How stupendously ridiculous is it, as has been pointed out in several places, that in a sport where a majority of the players and fans are black, these comments make it out as though that is merely something that is incidental to the whole enterprise of basketball, just an inconvenient reality, that basketball is really not in any significant way a game that throbs with the heartbeat of black people. It is as if some imperious Roman official were watching in amusement and quite dispassionately while some mortal gladiatorial combat played out in the amphitheater below them.

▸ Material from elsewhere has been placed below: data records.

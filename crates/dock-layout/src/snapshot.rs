// ABOUTME: JSON contract for persisted layouts.
// ABOUTME: Mirrors the host grid's template strings plus each window's panels and placement.

use serde::{Deserialize, Serialize};

use dock_core::{Point, Rect, Size, WindowMetrics};

use crate::defaults::default_template;
use crate::layout::{Layout, LayoutError};
use crate::window::{Placement, Window};

#[derive(Debug, Clone, PartialEq, Default, Serialize, Deserialize)]
#[serde(rename_all = "camelCase")]
pub struct LayoutSnapshot {
    #[serde(default, skip_serializing_if = "Option::is_none")]
    pub grid_template_areas: Option<String>,
    #[serde(default, skip_serializing_if = "Option::is_none")]
    pub grid_template_rows: Option<String>,
    #[serde(default, skip_serializing_if = "Option::is_none")]
    pub grid_template_columns: Option<String>,
    #[serde(default)]
    pub windows: Vec<WindowSnapshot>,
}

#[derive(Debug, Clone, PartialEq, Default, Serialize, Deserialize)]
#[serde(rename_all = "camelCase")]
pub struct WindowSnapshot {
    /// Empty for floating windows
    #[serde(default)]
    pub grid_area: String,
    #[serde(default)]
    pub current: usize,
    #[serde(default)]
    pub panels: Vec<String>,
    #[serde(default, skip_serializing_if = "Option::is_none")]
    pub position: Option<[f64; 2]>,
    #[serde(default, skip_serializing_if = "Option::is_none")]
    pub dimension: Option<[f64; 2]>,
    #[serde(default, rename = "type", skip_serializing_if = "Option::is_none")]
    pub kind: Option<String>,
}

impl WindowSnapshot {
    /// A window with either position or dimension floats; the missing half
    /// comes from `metrics`.
    pub fn into_window(self, metrics: &WindowMetrics) -> Window {
        let mut window = Window::new(self.panels).with_current(self.current);
        window.kind = self.kind;
        if self.position.is_some() || self.dimension.is_some() {
            let position = self
                .position
                .map_or_else(|| metrics.default_position(), Point::from);
            let dimension = self
                .dimension
                .map_or_else(|| metrics.default_dimension(), Size::from);
            window.set_floating(Rect::from_parts(position, dimension));
        } else {
            window.set_grid_area(self.grid_area);
        }
        window
    }
}

impl From<&Window> for WindowSnapshot {
    fn from(window: &Window) -> Self {
        let (grid_area, position, dimension) = match &window.placement {
            Placement::Docked { area } => (area.clone(), None, None),
            Placement::Floating {
                position,
                dimension,
            } => (
                String::new(),
                Some((*position).into()),
                Some((*dimension).into()),
            ),
        };
        Self {
            grid_area,
            current: window.current,
            panels: window.panels.clone(),
            position,
            dimension,
            kind: window.kind.clone(),
        }
    }
}

impl LayoutSnapshot {
    /// Build a layout from this snapshot.
    ///
    /// With no templates at all the windows are laid out in the built-in
    /// template. Otherwise missing templates are filled from the built-in one
    /// and every window area must exist in the resulting grid.
    pub fn into_layout(self, metrics: WindowMetrics) -> Result<Layout, LayoutError> {
        let windows: Vec<Window> = self
            .windows
            .into_iter()
            .map(|window| window.into_window(&metrics))
            .collect();

        if self.grid_template_areas.is_none()
            && self.grid_template_rows.is_none()
            && self.grid_template_columns.is_none()
        {
            return Ok(Layout::with_metrics(windows, metrics));
        }

        let docked = windows.iter().filter(|w| w.is_docked()).count();
        let fallback = default_template(docked).grid();
        let areas = self
            .grid_template_areas
            .unwrap_or_else(|| fallback.template_areas());
        let rows = self
            .grid_template_rows
            .unwrap_or_else(|| fallback.template_rows());
        let columns = self
            .grid_template_columns
            .unwrap_or_else(|| fallback.template_columns());
        Layout::with_templates(windows, &areas, &rows, &columns, metrics)
    }
}

impl Layout {
    pub fn snapshot(&self) -> LayoutSnapshot {
        LayoutSnapshot {
            grid_template_areas: Some(self.grid_template_areas().to_string()),
            grid_template_rows: Some(self.grid_template_rows().to_string()),
            grid_template_columns: Some(self.grid_template_columns().to_string()),
            windows: self.windows().iter().map(WindowSnapshot::from).collect(),
        }
    }

    pub fn to_json(&self) -> Result<String, LayoutError> {
        Ok(serde_json::to_string(&self.snapshot())?)
    }

    pub fn to_json_pretty(&self) -> Result<String, LayoutError> {
        Ok(serde_json::to_string_pretty(&self.snapshot())?)
    }

    /// `Ok(None)` for a JSON `null`
    pub fn from_json(text: &str, metrics: WindowMetrics) -> Result<Option<Self>, LayoutError> {
        let snapshot: Option<LayoutSnapshot> = serde_json::from_str(text)?;
        snapshot
            .map(|snapshot| snapshot.into_layout(metrics))
            .transpose()
    }

    /// Parse persisted layout text. `None` on null or invalid input, never a
    /// partial layout.
    pub fn parse(text: &str) -> Option<Self> {
        Self::parse_with(text, WindowMetrics::default())
    }

    pub fn parse_with(text: &str, metrics: WindowMetrics) -> Option<Self> {
        match Self::from_json(text, metrics) {
            Ok(layout) => layout,
            Err(err) => {
                tracing::warn!("Ignoring stored layout: {}", err);
                None
            }
        }
    }
}

#[cfg(test)]
mod tests {
    use super::*;
    use dock_core::Side;

    fn sample() -> Layout {
        let mut layout = Layout::new(vec![
            Window::new(["editor", "notes"]).with_current(1),
            Window::new(["terminal"]).with_kind("console"),
            Window::new(["files"]),
        ]);
        layout.open_hidden_panel("search").unwrap();
        let first = layout.windows()[0].id();
        let second = layout.windows()[1].id();
        layout.create_grid_window(second, first, Side::Bottom).unwrap();
        layout
    }

    #[test]
    fn json_roundtrip_preserves_layout() {
        let layout = sample();
        let json = layout.to_json().unwrap();
        let restored = Layout::parse(&json).unwrap();

        assert_eq!(restored.grid_template_areas(), layout.grid_template_areas());
        assert_eq!(restored.grid_template_rows(), layout.grid_template_rows());
        assert_eq!(restored.grid_template_columns(), layout.grid_template_columns());
        assert_eq!(restored.snapshot(), layout.snapshot());
    }

    #[test]
    fn json_uses_host_field_names() {
        let json = sample().to_json().unwrap();
        let value: serde_json::Value = serde_json::from_str(&json).unwrap();
        assert!(value["gridTemplateAreas"].is_string());
        assert_eq!(value["windows"][0]["current"], 1);
        assert_eq!(value["windows"][1]["type"], "console");
        assert_eq!(value["windows"][3]["position"][0], 100.0);
        assert!(value["windows"][0].get("position").is_none());
    }

    #[test]
    fn invalid_input_gives_no_layout() {
        assert!(Layout::parse("null").is_none());
        assert!(Layout::parse("{not json").is_none());
        assert!(Layout::parse(r#"{"gridTemplateAreas": "\"a b\" \"c\""}"#).is_none());
        assert!(Layout::parse(
            r#"{"gridTemplateAreas": "\"a\"", "gridTemplateRows": "1fr",
                "gridTemplateColumns": "1fr",
                "windows": [{"gridArea": "zz", "current": 0, "panels": ["p"]}]}"#
        )
        .is_none());
        assert!(matches!(
            Layout::from_json("[1, 2]", WindowMetrics::default()),
            Err(LayoutError::Json(_))
        ));
    }

    #[test]
    fn missing_templates_use_defaults() {
        let layout = Layout::parse(
            r#"{"windows": [{"current": 0, "panels": ["a"]}, {"current": 0, "panels": ["b"]}]}"#,
        )
        .unwrap();
        assert_eq!(layout.grid_template_areas(), r#""a b""#);
        assert_eq!(layout.windows()[1].area(), Some("b"));
    }

    #[test]
    fn half_floating_window_gets_default_dimension() {
        let layout = Layout::parse(
            r#"{"gridTemplateAreas": "\"a\"", "gridTemplateRows": "1fr",
                "gridTemplateColumns": "1fr",
                "windows": [
                    {"gridArea": "a", "current": 0, "panels": ["a"]},
                    {"gridArea": "", "current": 0, "panels": ["f"], "position": [40, 50]}
                ]}"#,
        )
        .unwrap();
        let floating = &layout.windows()[1];
        assert_eq!(floating.rect(), Some(Rect::new(40.0, 50.0, 300.0, 150.0)));
    }
}
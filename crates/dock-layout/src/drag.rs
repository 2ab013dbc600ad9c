// ABOUTME: Drag-and-drop session for moving a window onto another one.
// ABOUTME: Debounces the first drop target probe, then applies the drop to the layout.

use std::time::{Duration, Instant};

use dock_core::{HoverSettings, Point, Rect, Side};

use crate::hit::{classify, DropZone};
use crate::layout::{Layout, LayoutError};
use crate::window::WindowId;

/// One-shot timer with an explicit deadline, driven by the caller's clock
#[derive(Debug, Clone)]
pub struct DebounceTimer<T> {
    delay: Duration,
    deadline: Option<Instant>,
    pending: Option<T>,
}

impl<T> DebounceTimer<T> {
    pub fn new(delay: Duration) -> Self {
        Self {
            delay,
            deadline: None,
            pending: None,
        }
    }

    /// Restart the countdown, replacing any pending value
    pub fn arm(&mut self, now: Instant, value: T) {
        self.deadline = Some(now + self.delay);
        self.pending = Some(value);
    }

    pub fn clear(&mut self) {
        self.deadline = None;
        self.pending = None;
    }

    pub fn is_armed(&self) -> bool {
        self.deadline.is_some()
    }

    /// Take the pending value once the deadline has passed
    pub fn fire(&mut self, now: Instant) -> Option<T> {
        match self.deadline {
            Some(deadline) if now >= deadline => {
                self.deadline = None;
                self.pending.take()
            }
            _ => None,
        }
    }
}

/// What the host measured under the pointer
#[derive(Debug, Clone, Copy, PartialEq)]
pub struct HoverProbe {
    pub window: WindowId,
    pub docked: bool,
    /// Rendered rectangle of the window under the pointer
    pub rect: Rect,
    pub pointer: Point,
}

#[derive(Debug, Clone, Copy, PartialEq)]
pub struct HoverTarget {
    pub window: WindowId,
    pub zone: DropZone,
}

#[derive(Debug, Clone, Copy, PartialEq)]
pub enum DropOutcome {
    /// No drop target, the dragged window stays where it is
    Nothing,
    /// The dragged window was folded into this window
    Merged(WindowId),
    /// The dragged window was docked beside the target
    Docked { window: WindowId, side: Side },
}

#[derive(Debug, Clone)]
pub struct DragSession {
    dragged: WindowId,
    settings: HoverSettings,
    timer: DebounceTimer<HoverProbe>,
    hover: Option<HoverTarget>,
}

impl DragSession {
    pub fn new(dragged: WindowId, settings: HoverSettings) -> Self {
        let timer = DebounceTimer::new(settings.drop_detection_delay());
        Self {
            dragged,
            settings,
            timer,
            hover: None,
        }
    }

    pub fn dragged(&self) -> WindowId {
        self.dragged
    }

    pub fn hover(&self) -> Option<HoverTarget> {
        self.hover
    }

    pub fn is_pending(&self) -> bool {
        self.timer.is_armed()
    }

    /// Report one pointer move. `movement` is the delta since the previous
    /// move and `probe` the window under the pointer, if any.
    ///
    /// Until a target is established each probe restarts the debounce timer.
    /// Afterwards probes resolve immediately. A move longer than the cancel
    /// distance drops the current target.
    pub fn pointer_moved(
        &mut self,
        now: Instant,
        movement: Point,
        probe: Option<HoverProbe>,
    ) -> Option<HoverTarget> {
        self.timer.clear();
        match probe.filter(|probe| probe.window != self.dragged) {
            None => self.hover = None,
            Some(probe) if self.hover.is_some() => self.hover = Some(self.resolve(&probe)),
            Some(probe) => self.timer.arm(now, probe),
        }
        if movement.length() > self.settings.cancel_distance {
            self.hover = None;
        }
        self.hover
    }

    /// Resolve a debounced probe whose delay has passed
    pub fn tick(&mut self, now: Instant) -> Option<HoverTarget> {
        if let Some(probe) = self.timer.fire(now) {
            let target = self.resolve(&probe);
            tracing::debug!("Hovering window {} at {:?}", target.window, target.zone);
            self.hover = Some(target);
        }
        self.hover
    }

    pub fn cancel(&mut self) {
        self.timer.clear();
        self.hover = None;
    }

    /// Release the dragged window over the current target. Edge zones dock it
    /// beside the target, the header and center merge it into the target.
    pub fn drop_on(&mut self, layout: &mut Layout) -> Result<DropOutcome, LayoutError> {
        self.timer.clear();
        let Some(target) = self.hover.take() else {
            return Ok(DropOutcome::Nothing);
        };

        layout.focus_window(target.window)?;
        match target.zone.side() {
            Some(side) => {
                layout.create_grid_window(self.dragged, target.window, side)?;
                Ok(DropOutcome::Docked {
                    window: self.dragged,
                    side,
                })
            }
            None => {
                let merged = layout.merge_window(self.dragged, target.window)?;
                Ok(DropOutcome::Merged(merged))
            }
        }
    }

    fn resolve(&self, probe: &HoverProbe) -> HoverTarget {
        HoverTarget {
            window: probe.window,
            zone: classify(probe.docked, &probe.rect, probe.pointer, &self.settings),
        }
    }
}
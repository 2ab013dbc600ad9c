// ABOUTME: Main application entry point.
// ABOUTME: Loads config and the stored layout, runs one command, and saves the result.

mod cli;
mod commands;

use anyhow::{Context, Result};
use clap::Parser;
use dock_core::DockConfig;
use dock_layout::LayoutCache;

use cli::Cli;

fn main() -> Result<()> {
    tracing_subscriber::fmt::init();

    let cli = Cli::parse();
    let config = match &cli.config {
        Some(path) => DockConfig::load(path)
            .with_context(|| format!("Failed to load config from {}", path.display()))?,
        None => DockConfig::load_or_default(),
    };

    let cache = match &cli.file {
        Some(path) => LayoutCache::at(path),
        None => LayoutCache::new(&cli.cache_version)?,
    };
    let mut layout = cache.load_or_default(config.window.clone());

    if commands::run(&mut layout, cli.command, &config)? {
        cache
            .save(&layout)
            .with_context(|| format!("Failed to save layout to {}", cache.path().display()))?;
        tracing::info!("Saved layout to {}", cache.path().display());
    }

    Ok(())
}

A sport so inextricably linked with black players with some (most?) of its icons being black including the one gratuitously named in the recorded conversation - and yet, there are people like Stirling in whose minds, the blackness of the players, the fans, the ecosystem of basketball...nothing registers. That it might well be some external charade that merely exists to entertain him, to reward him as owner but can never be allowed to be part of his life...or those he considers in some relationship to him – is his normalized view of the (not black-and-white) world he inhabits.
His statements that day, and maybe on countless occasions before, have negated, no, even denied the reality, the vigorous physicality and the humanity of the black players who are part of his team, and form part of basketball's fraternity. His statements revealed the full-blown dehumanization that racism is . Not just the Israel example, which is derogatory to humans and animals, but the sheer invisiblizing of a whole race is a classic example of the bigotry that resides within Stirling. It is sad to see the almost tepid analysis from most mainstream media, who have now moved on to the propriety of his banning, having made just the usual noises about this not being a “post-racial” society. But what cannot be allowed to swept under the carpet is the casual intolerance and the effacement expressed in Stirling's remarks. His “private” observations on the “public” taboo against associating with African-Americans cannot be viewed solely from the forgiving filters of “privacy concerns” and is deserving of the strongest censure possible.
Umang Kumar is an activist with the Alliance for a Secular and Democratic South Asia.